France | France, Cour administrative d'appel de Marseille, 5ème chambre - formation à 3, 15 octobre 2018, 16MA03355


Vu la procédure suivante :

Procédure contentieuse antérieure :

M. G...I...E...et Mme D...I...E...ont demandé au tribunal administratif de Bastia, par deux requêtes distinctes, d'annuler l'arrêté du 4 juin 2014 par lequel le maire de Lumio a délivré au nom de l'Etat un permis de construire à Mme C...B...en vue de la reconstruction d'une maison d'habitation, ainsi que les décisions implicites du maire et du préfet de la Haute-Corse rejetant leurs recours administratifs des 25 et 30 juillet 2014 contre ce permis.

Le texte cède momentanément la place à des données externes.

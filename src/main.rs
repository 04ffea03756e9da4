//! OpenSSL provider lifecycle probe.
//!
//! Loads one provider and ends its life in one of six ways, chosen by the
//! first argument, so that libcrypto's exit-time cleanup can be checked
//! for double frees and use-after-free.
//!
//! ```text
//! 0  leave loaded                     3  atexit after init
//! 1  unload right after load          4  OPENSSL_atexit after init
//! 2  atexit before init               5  OPENSSL_cleanup at end
//! ```

use std::io;
use std::process::ExitCode;

use clap::Parser;

use provider_lifecycle_probe::cli::Cli;
use provider_lifecycle_probe::config::{load_config, ProbeConfig};
use provider_lifecycle_probe::library::OpenSsl;
use provider_lifecycle_probe::observability::init_logging;
use provider_lifecycle_probe::{run, ProbeError};

fn report_failure(err: &ProbeError) {
    tracing::error!(error = %err, "Probe run failed");

    if let ProbeError::ProviderLoad { report, .. } = err {
        for line in report {
            eprintln!("{}", line);
        }
        if !report.is_empty() {
            return;
        }
    }
    eprintln!("Error: {}", err);
}

fn main() -> ExitCode {
    let cli = Cli::parse();

    let mut config = match &cli.config {
        Some(path) => match load_config(path) {
            Ok(config) => config,
            Err(e) => {
                let err = ProbeError::from(e);
                eprintln!("Error: {} ({})", err, path.display());
                return err.exit_code().map_or(ExitCode::FAILURE, ExitCode::from);
            }
        },
        None => ProbeConfig::default(),
    };

    if let Some(name) = &cli.provider {
        config.provider.name = name.clone();
    }

    init_logging(cli.verbose, &config.logging.filter);

    let mode = cli.mode();
    tracing::debug!(raw = cli.mode.as_deref().unwrap_or(""), %mode, "Mode selected");

    let mut lib = OpenSsl::new();
    match run(&mut lib, mode, &config.provider.name, &mut io::stdout().lock()) {
        Ok(()) => ExitCode::SUCCESS,
        Err(err) => {
            report_failure(&err);
            err.exit_code().map_or(ExitCode::FAILURE, ExitCode::from)
        }
    }
}
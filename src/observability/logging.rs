//! Structured logging.
//!
//! # Responsibilities
//! - Initialize the tracing subscriber once per process
//! - Resolve the filter: `RUST_LOG`, then `--verbose`, then config

use tracing_subscriber::{layer::SubscriberExt, util::SubscriberInitExt, EnvFilter};

/// Filter used by `--verbose`.
pub const VERBOSE_FILTER: &str = "provider_lifecycle_probe=debug";

/// Pick the filter from the environment value, verbosity and config default.
pub fn resolve_filter(env: Option<&str>, verbose: bool, configured: &str) -> EnvFilter {
    if let Some(directives) = env {
        if let Ok(filter) = EnvFilter::try_new(directives) {
            return filter;
        }
    }

    let fallback = if verbose { VERBOSE_FILTER } else { configured };
    EnvFilter::try_new(fallback).unwrap_or_else(|_| EnvFilter::new("warn"))
}

/// Install the global subscriber, writing to stderr.
pub fn init_logging(verbose: bool, configured: &str) {
    let env = std::env::var(EnvFilter::DEFAULT_ENV).ok();

    tracing_subscriber::registry()
        .with(resolve_filter(env.as_deref(), verbose, configured))
        .with(
            tracing_subscriber::fmt::layer()
                .with_writer(std::io::stderr)
                .with_target(false),
        )
        .init();
}
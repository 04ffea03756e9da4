//! Observability subsystem.
//!
//! # Data Flow
//! ```text
//! driver, library backend
//!     → tracing events (structured fields)
//!     → logging.rs subscriber
//!     → stderr
//! ```
//!
//! # Design Decisions
//! - stdout carries only the version line, so every log goes to stderr
//! - Quiet by default: warnings and errors only

pub mod logging;

pub use logging::init_logging;
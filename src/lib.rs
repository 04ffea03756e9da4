//! OpenSSL provider lifecycle probe library.

pub mod cli;
pub mod config;
pub mod error;
pub mod library;
pub mod lifecycle;
pub mod observability;

pub use config::ProbeConfig;
pub use error::{ProbeError, ProbeResult};
pub use lifecycle::{run, Mode};
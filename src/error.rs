//! Error types for the probe.

use thiserror::Error;

use crate::config::loader::ConfigError;
use crate::library::ExitHook;

/// Errors surfaced by a probe run.
#[derive(Debug, Error)]
pub enum ProbeError {
    /// The named provider could not be located or initialized.
    ///
    /// `report` holds the library's error queue, one entry per line.
    #[error("failed to load provider \"{name}\"")]
    ProviderLoad { name: String, report: Vec<String> },

    /// The library refused to register an exit hook.
    ///
    /// Log-only: the driver reports it and carries on, so it never decides
    /// the process exit status.
    #[error("could not register unload callback via {0}")]
    HookRegistration(ExitHook),

    /// Configuration file could not be used.
    #[error(transparent)]
    Config(#[from] ConfigError),
}

impl ProbeError {
    /// Process exit code for an error that ends the run.
    ///
    /// `None` for errors that are only logged.
    pub fn exit_code(&self) -> Option<u8> {
        match self {
            ProbeError::ProviderLoad { .. } => Some(1),
            ProbeError::Config(_) => Some(2),
            ProbeError::HookRegistration(_) => None,
        }
    }
}

/// Result type for probe operations.
pub type ProbeResult<T> = Result<T, ProbeError>;
//! Configuration loading from disk.

use std::fs;
use std::path::Path;

use thiserror::Error;

use crate::config::schema::ProbeConfig;
use crate::config::validation::{validate_config, ValidationError};

/// Error type for configuration loading.
#[derive(Debug, Error)]
pub enum ConfigError {
    #[error("IO error: {0}")]
    Io(std::io::Error),

    #[error("Parse error: {0}")]
    Parse(toml::de::Error),

    #[error("Validation failed: {}", join_errors(.0))]
    Validation(Vec<ValidationError>),
}

fn join_errors(errors: &[ValidationError]) -> String {
    errors
        .iter()
        .map(ToString::to_string)
        .collect::<Vec<_>>()
        .join(", ")
}

/// Load and validate configuration from a TOML file.
pub fn load_config(path: &Path) -> Result<ProbeConfig, ConfigError> {
    let content = fs::read_to_string(path).map_err(ConfigError::Io)?;
    let config: ProbeConfig = toml::from_str(&content).map_err(ConfigError::Parse)?;

    validate_config(&config).map_err(ConfigError::Validation)?;

    Ok(config)
}
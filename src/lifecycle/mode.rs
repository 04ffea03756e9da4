//! Mode selector.
//!
//! The selector is read once from the command line and never changes.
//! Parsing is lenient: garbage reads as 0 and out-of-range values behave
//! like 0, so the probe never rejects its argument.

use std::fmt;

/// Timing regime for one probe run.
#[derive(Debug, Clone, Copy, PartialEq, Eq, Default)]
pub enum Mode {
    /// 0: leave the provider loaded.
    #[default]
    NoUnload,
    /// 1: unload right after loading.
    UnloadInline,
    /// 2: unload from `atexit`, registered before library init.
    ProcessHookBeforeInit,
    /// 3: unload from `atexit`, registered after library init.
    ProcessHookAfterInit,
    /// 4: unload from `OPENSSL_atexit`, registered after library init.
    LibraryHook,
    /// 5: call process-wide cleanup, never unload.
    Cleanup,
}

impl Mode {
    /// Map a raw selector; anything outside 0..=5 is [`Mode::NoUnload`].
    pub fn from_raw(raw: i64) -> Self {
        match raw {
            1 => Mode::UnloadInline,
            2 => Mode::ProcessHookBeforeInit,
            3 => Mode::ProcessHookAfterInit,
            4 => Mode::LibraryHook,
            5 => Mode::Cleanup,
            _ => Mode::NoUnload,
        }
    }

    /// Numeric selector of this mode.
    pub fn as_raw(self) -> i64 {
        match self {
            Mode::NoUnload => 0,
            Mode::UnloadInline => 1,
            Mode::ProcessHookBeforeInit => 2,
            Mode::ProcessHookAfterInit => 3,
            Mode::LibraryHook => 4,
            Mode::Cleanup => 5,
        }
    }

    /// Parse the command-line selector.
    pub fn parse_arg(arg: Option<&str>) -> Self {
        Self::from_raw(arg.map(parse_leading_int).unwrap_or(0))
    }
}

impl fmt::Display for Mode {
    fn fmt(&self, f: &mut fmt::Formatter<'_>) -> fmt::Result {
        let name = match self {
            Mode::NoUnload => "no-unload",
            Mode::UnloadInline => "unload-inline",
            Mode::ProcessHookBeforeInit => "atexit-before-init",
            Mode::ProcessHookAfterInit => "atexit-after-init",
            Mode::LibraryHook => "openssl-atexit",
            Mode::Cleanup => "cleanup",
        };
        write!(f, "{} ({})", self.as_raw(), name)
    }
}

/// Read a leading decimal integer.
///
/// Skips leading whitespace, accepts one sign, then consumes digits up to
/// the first non-digit. No digits yields 0; overflow saturates.
pub fn parse_leading_int(input: &str) -> i64 {
    let s = input.trim_start();
    let (negative, digits) = match s.as_bytes().first() {
        Some(b'-') => (true, &s[1..]),
        Some(b'+') => (false, &s[1..]),
        _ => (false, s),
    };

    let mut value: i64 = 0;
    for b in digits.bytes().take_while(u8::is_ascii_digit) {
        let digit = i64::from(b - b'0');
        value = value.saturating_mul(10);
        value = if negative {
            value.saturating_sub(digit)
        } else {
            value.saturating_add(digit)
        };
    }
    value
}
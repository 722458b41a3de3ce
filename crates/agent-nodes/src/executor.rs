//! The LLM executor contract.
//!
//! The concrete transport (HTTP client, streaming JSON decoder) lives
//! outside this workspace; nodes interact with it only through the
//! [`ChatExecutor`] trait and the model metadata registered under the
//! well-known service keys. Executors record request/response state in the
//! graph's global state map so hosts can inspect it.

use std::collections::HashMap;

use async_trait::async_trait;
use futures::stream::BoxStream;
use serde::{Deserialize, Serialize};

use agent_graph::{GraphError, Result};

/// Well-known service and global-state keys for the LLM pipeline.
pub mod keys {
    /// Service key for the registered [`super::ModelMetadata`].
    pub const MODEL_METADATA: &str = "core.llm.model.metadata";
    /// Service key for the registered `Arc<dyn ChatExecutor>`.
    pub const CHAT_EXECUTOR: &str = "core.llm.executor";
    /// Global-state key recording the composed request body.
    pub const REQUEST_BODY: &str = "core.llm.request.body";
    /// Global-state key recording the upstream response status.
    pub const RESPONSE_STATUS: &str = "core.llm.response.status";
    /// Global-state key recording the accumulated streamed response.
    pub const RESPONSE_STREAM: &str = "core.llm.response.stream";
}

/// How a model expects its requests to be built.
///
/// On the wire this is either the literal string `"custom"` (the node must
/// build its own request through a custom executor) or an
/// `{url, headers, body?}` object.
#[derive(Debug, Clone)]
pub enum RequestSpec {
    Custom,
    Http {
        url: String,
        headers: HashMap<String, String>,
        body: Option<serde_json::Value>,
    },
}

#[derive(Serialize, Deserialize)]
#[serde(untagged)]
enum RequestSpecWire {
    Literal(String),
    Http {
        url: String,
        #[serde(default)]
        headers: HashMap<String, String>,
        #[serde(default, skip_serializing_if = "Option::is_none")]
        body: Option<serde_json::Value>,
    },
}

impl Serialize for RequestSpec {
    fn serialize<S: serde::Serializer>(&self, serializer: S) -> std::result::Result<S::Ok, S::Error> {
        let wire = match self {
            RequestSpec::Custom => RequestSpecWire::Literal("custom".to_string()),
            RequestSpec::Http { url, headers, body } => RequestSpecWire::Http {
                url: url.clone(),
                headers: headers.clone(),
                body: body.clone(),
            },
        };
        wire.serialize(serializer)
    }
}

impl<'de> Deserialize<'de> for RequestSpec {
    fn deserialize<D: serde::Deserializer<'de>>(deserializer: D) -> std::result::Result<Self, D::Error> {
        match RequestSpecWire::deserialize(deserializer)? {
            RequestSpecWire::Literal(literal) if literal == "custom" => Ok(RequestSpec::Custom),
            RequestSpecWire::Literal(other) => Err(serde::de::Error::custom(format!(
                "unknown request literal '{other}', expected \"custom\""
            ))),
            RequestSpecWire::Http { url, headers, body } => {
                Ok(RequestSpec::Http { url, headers, body })
            }
        }
    }
}

/// Model descriptor resolved from [`keys::MODEL_METADATA`].
#[derive(Debug, Clone, Serialize, Deserialize)]
#[serde(rename_all = "camelCase")]
pub struct ModelMetadata {
    pub request: RequestSpec,
}

/// A composed chat request handed to the executor.
///
/// For `RequestSpec::Custom` models `url` is `None` and the executor owns
/// the transport entirely.
#[derive(Debug, Clone)]
pub struct ChatRequest {
    pub url: Option<String>,
    pub headers: HashMap<String, String>,
    pub body: serde_json::Value,
}

/// One streamed increment from the model.
#[derive(Debug, Clone)]
pub enum ChatDelta {
    /// A text content delta
    Content { text: String },
    /// The model requested a tool invocation
    ToolCall {
        id: String,
        name: String,
        arguments: serde_json::Value,
    },
    /// The upstream stream closed with the given status
    Done { status: u16 },
}

/// The executor's delta stream.
pub type DeltaStream = BoxStream<'static, Result<ChatDelta>>;

/// Contract for the external LLM transport.
#[async_trait]
pub trait ChatExecutor: Send + Sync {
    /// Send a composed request and stream back deltas until the upstream
    /// closes.
    async fn execute(&self, request: ChatRequest) -> Result<DeltaStream>;
}

/// Wrap an upstream transport failure in the runtime's error type.
pub fn transport_error(node: &str, message: impl std::fmt::Display) -> GraphError {
    GraphError::failed(node, format!("chat transport error: {message}"))
}

#[cfg(test)]
mod tests {
    use super::*;

    #[test]
    fn test_custom_request_roundtrip() {
        let metadata = ModelMetadata {
            request: RequestSpec::Custom,
        };
        let json = serde_json::to_string(&metadata).unwrap();
        assert_eq!(json, r#"{"request":"custom"}"#);

        let parsed: ModelMetadata = serde_json::from_str(&json).unwrap();
        assert!(matches!(parsed.request, RequestSpec::Custom));
    }

    #[test]
    fn test_http_request_roundtrip() {
        let json = r#"{"request":{"url":"https://api.example.com/v1/chat","headers":{"authorization":"Bearer t"}}}"#;
        let parsed: ModelMetadata = serde_json::from_str(json).unwrap();
        match parsed.request {
            RequestSpec::Http { url, headers, body } => {
                assert_eq!(url, "https://api.example.com/v1/chat");
                assert_eq!(headers["authorization"], "Bearer t");
                assert!(body.is_none());
            }
            other => panic!("expected http request spec, got {other:?}"),
        }
    }

    #[test]
    fn test_unknown_literal_rejected() {
        let result: std::result::Result<ModelMetadata, _> =
            serde_json::from_str(r#"{"request":"magic"}"#);
        assert!(result.is_err());
    }
}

Par un jugement n° 1401011- 1401015 du 7 juillet

2016, le tribunal administratif de Bastia a rejeté leurs demandes après les av...

Vu la procédure suivante :

Procédure contentieuse antérieure :

M. G...I...E...et Mme D...I...E...ont demandé au tribunal administratif de Bastia, par deux requêtes distinctes, d'annuler l'arrêté du 4 juin 2014 par lequel le maire de Lumio a délivré au nom de l'Etat un permis de construire à Mme C...B...en vue de la reconstruction d'une maison d'habitation, ainsi que les décisions implicites du maire et du préfet de la Haute-Corse rejetant leurs recours administratifs des 25 et 30 juillet 2014 contre ce permis.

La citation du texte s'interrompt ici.